(DATA TO PROCESS Opens)

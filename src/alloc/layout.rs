//! Layout Emission
//!
//! Turns the coalescing, zero-page and convention decisions into the
//! final symbol table the code generator consumes: one address (or
//! frame offset) per variable, plus per-function frame sizes and
//! parameter plans. Equivalence classes are placed back to back in the
//! platform's data section; members of a class overlay the same base.

use rustc_hash::FxHashMap as HashMap;

use crate::alloc::coalesce::CoalesceResult;
use crate::alloc::convention::{ConventionInfo, ParamPlacement, ReturnPlacement};
use crate::alloc::zero_page::ZeroPageResult;
use crate::alloc::{AllocError, AllocWarning};
use crate::config::PlatformConfig;
use crate::graph::recursion::RecursionInfo;
use crate::table::{CallingConvention, FunctionId, FunctionTable, VariableId};

/// Closed set of storage regions; every consumer must handle all three.
#[derive(Debug, Clone, Copy, PartialEq, Eq)]
pub enum Region {
    ZeroPage,
    Ram,
    /// Stack-frame storage; `address` is the offset inside the frame.
    Stack,
}

/// Final placement of one variable.
#[derive(Debug, Clone, Copy, PartialEq, Eq)]
pub struct Allocation {
    pub region: Region,
    pub address: u16,
}

/// Per-function results for the code generator.
#[derive(Debug, Clone)]
pub struct FunctionLayout {
    pub frame_size: u16,
    pub convention: CallingConvention,
    pub params: Vec<ParamPlacement>,
    pub returns: ReturnPlacement,
}

/// The whole program's storage decisions.
#[derive(Debug)]
pub struct ProgramLayout {
    allocations: HashMap<VariableId, Allocation>,
    functions: Vec<FunctionLayout>,
    pub warnings: Vec<AllocWarning>,
}

impl ProgramLayout {
    pub fn allocation(&self, var: VariableId) -> Option<Allocation> {
        self.allocations.get(&var).copied()
    }

    pub fn function(&self, id: FunctionId) -> &FunctionLayout {
        &self.functions[id.index()]
    }

    /// Total bytes granted in the zero page.
    pub fn zero_page_bytes(&self, table: &FunctionTable) -> usize {
        self.allocations
            .iter()
            .filter(|(_, a)| a.region == Region::ZeroPage)
            .map(|(var, _)| table.variable(*var).size as usize)
            .sum()
    }

    /// Deterministic text report, one line per symbol in table order.
    pub fn report(&self, table: &FunctionTable, platform: &PlatformConfig) -> String {
        let mut out = String::new();
        out.push_str(&format!("; target {}\n", platform.name));
        for (id, function) in table.iter() {
            let layout = self.function(id);
            let convention = match layout.convention {
                CallingConvention::Static => "static",
                CallingConvention::StackFrame => "stack",
            };
            out.push_str(&format!(
                "{}: {} call, frame {} byte(s)\n",
                function.name, convention, layout.frame_size
            ));
            for (index, variable) in function.variables.iter().enumerate() {
                let var = VariableId { function: id, index: index as u32 };
                let Some(allocation) = self.allocation(var) else { continue };
                let place = match allocation.region {
                    Region::ZeroPage => format!("zp ${:02X}", allocation.address),
                    Region::Ram => format!("ram ${:04X}", allocation.address),
                    Region::Stack => format!("stack+{}", allocation.address),
                };
                out.push_str(&format!("  {}::{} = {}\n", function.name, variable.name, place));
            }
        }
        out
    }
}

/// Assemble the final layout. Collects every remaining error instead of
/// stopping at the first.
pub fn emit(
    table: &FunctionTable,
    platform: &PlatformConfig,
    recursion: &RecursionInfo,
    classes: &CoalesceResult,
    zero_page: &ZeroPageResult,
    conventions: &ConventionInfo,
) -> Result<ProgramLayout, Vec<AllocError>> {
    let mut errors = Vec::new();
    let mut allocations: HashMap<VariableId, Allocation> = HashMap::default();

    // Hardware-pinned variables first; they are independent of all
    // allocation decisions but must not collide with reserved ranges or
    // the managed data section.
    for (id, function) in table.iter() {
        for (index, variable) in function.variables.iter().enumerate() {
            let var = VariableId { function: id, index: index as u32 };
            let Some(address) = variable.fixed_address else { continue };
            let end = address.saturating_add(variable.size.saturating_sub(1));
            if let Some(range) = fixed_conflict(platform, address, end) {
                errors.push(AllocError::ReservedAddressConflict {
                    variable: table.qualified_name(var),
                    address,
                    range,
                });
                continue;
            }
            let region = if end < 0x100 { Region::ZeroPage } else { Region::Ram };
            allocations.insert(var, Allocation { region, address });
        }
    }

    // Zero-page grants.
    for placement in &zero_page.placements {
        allocations.insert(
            placement.var,
            Allocation { region: Region::ZeroPage, address: placement.address as u16 },
        );
    }

    // Implausibly large single frames are caught before any placement;
    // the linker would reject them anyway, with a worse message.
    for (_, function) in table.iter() {
        if function.frame_bytes() as usize > platform.ram.size() {
            errors.push(AllocError::FrameOverflow {
                name: function.name.clone(),
                bytes: function.frame_bytes(),
                available: platform.ram.size(),
            });
        }
    }
    if !errors.is_empty() {
        return Err(errors);
    }

    // Overlay each equivalence class at one base address.
    let mut cursor = platform.ram.start as u32;
    let mut frame_sizes = vec![0u16; table.len()];
    for class in &classes.classes {
        let mut class_size = 0u32;
        for &member in &class.members {
            let mut offset = 0u32;
            for (index, variable) in table.get(member).variables.iter().enumerate() {
                let var = VariableId { function: member, index: index as u32 };
                if variable.fixed_address.is_some()
                    || variable.is_volatile
                    || allocations.contains_key(&var)
                {
                    continue;
                }
                allocations.insert(
                    var,
                    Allocation { region: Region::Ram, address: (cursor + offset) as u16 },
                );
                offset += variable.size as u32;
            }
            frame_sizes[member.index()] = offset as u16;
            class_size = class_size.max(offset);
        }
        if class_size > 0 {
            let end = cursor + class_size - 1;
            if end > platform.ram.end as u32 {
                errors.push(AllocError::FrameOverflow {
                    name: table.get(class.members[0]).name.clone(),
                    bytes: class_size,
                    available: platform.ram.size(),
                });
                break;
            }
            cursor += class_size;
        }
    }

    // Volatile variables without a pinned address are singletons: never
    // part of any overlay, one private slot each.
    for (id, function) in table.iter() {
        if recursion.is_recursive(id) {
            continue;
        }
        for (index, variable) in function.variables.iter().enumerate() {
            let var = VariableId { function: id, index: index as u32 };
            if !variable.is_volatile || allocations.contains_key(&var) {
                continue;
            }
            let end = cursor + variable.size as u32 - 1;
            if end > platform.ram.end as u32 {
                errors.push(AllocError::FrameOverflow {
                    name: table.qualified_name(var),
                    bytes: variable.size as u32,
                    available: platform.ram.size(),
                });
                continue;
            }
            allocations.insert(var, Allocation { region: Region::Ram, address: cursor as u16 });
            cursor += variable.size as u32;
        }
    }

    // Recursive functions: frame-relative offsets on the software stack.
    for id in recursion.recursive_ids() {
        let mut offset = 0u16;
        for (index, variable) in table.get(id).variables.iter().enumerate() {
            let var = VariableId { function: id, index: index as u32 };
            if allocations.contains_key(&var) {
                continue;
            }
            allocations.insert(var, Allocation { region: Region::Stack, address: offset });
            offset += variable.size;
        }
        frame_sizes[id.index()] = offset;
    }

    if !errors.is_empty() {
        return Err(errors);
    }

    let functions = table
        .ids()
        .map(|id| {
            let plan = conventions.plan(id);
            FunctionLayout {
                frame_size: frame_sizes[id.index()],
                convention: plan.convention,
                params: plan.params.clone(),
                returns: plan.returns,
            }
        })
        .collect();

    let warnings = zero_page
        .fallbacks
        .iter()
        .map(|&var| AllocWarning::ZeroPageFallback { variable: table.qualified_name(var) })
        .collect();

    Ok(ProgramLayout { allocations, functions, warnings })
}

/// Description of the reserved range a fixed address runs into, if any.
fn fixed_conflict(platform: &PlatformConfig, start: u16, end: u16) -> Option<String> {
    for range in platform.reserved() {
        if start <= range.end as u16 && end >= range.start as u16 {
            return Some(format!("zero page ${:02X}-${:02X}", range.start, range.end));
        }
    }
    if start <= platform.ram.end && end >= platform.ram.start {
        return Some(format!(
            "data section ${:04X}-${:04X}",
            platform.ram.start, platform.ram.end
        ));
    }
    None
}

(DATA TO PROCESS Closes)

» **EXERCISE**: Look through the records and copy every line that has the word "ProgramLayout".

» **TASK ANSWER**:
pub struct ProgramLayout {
impl ProgramLayout {
) -> Result<ProgramLayout, Vec<AllocError>> {
    Ok(ProgramLayout { allocations, functions, warnings })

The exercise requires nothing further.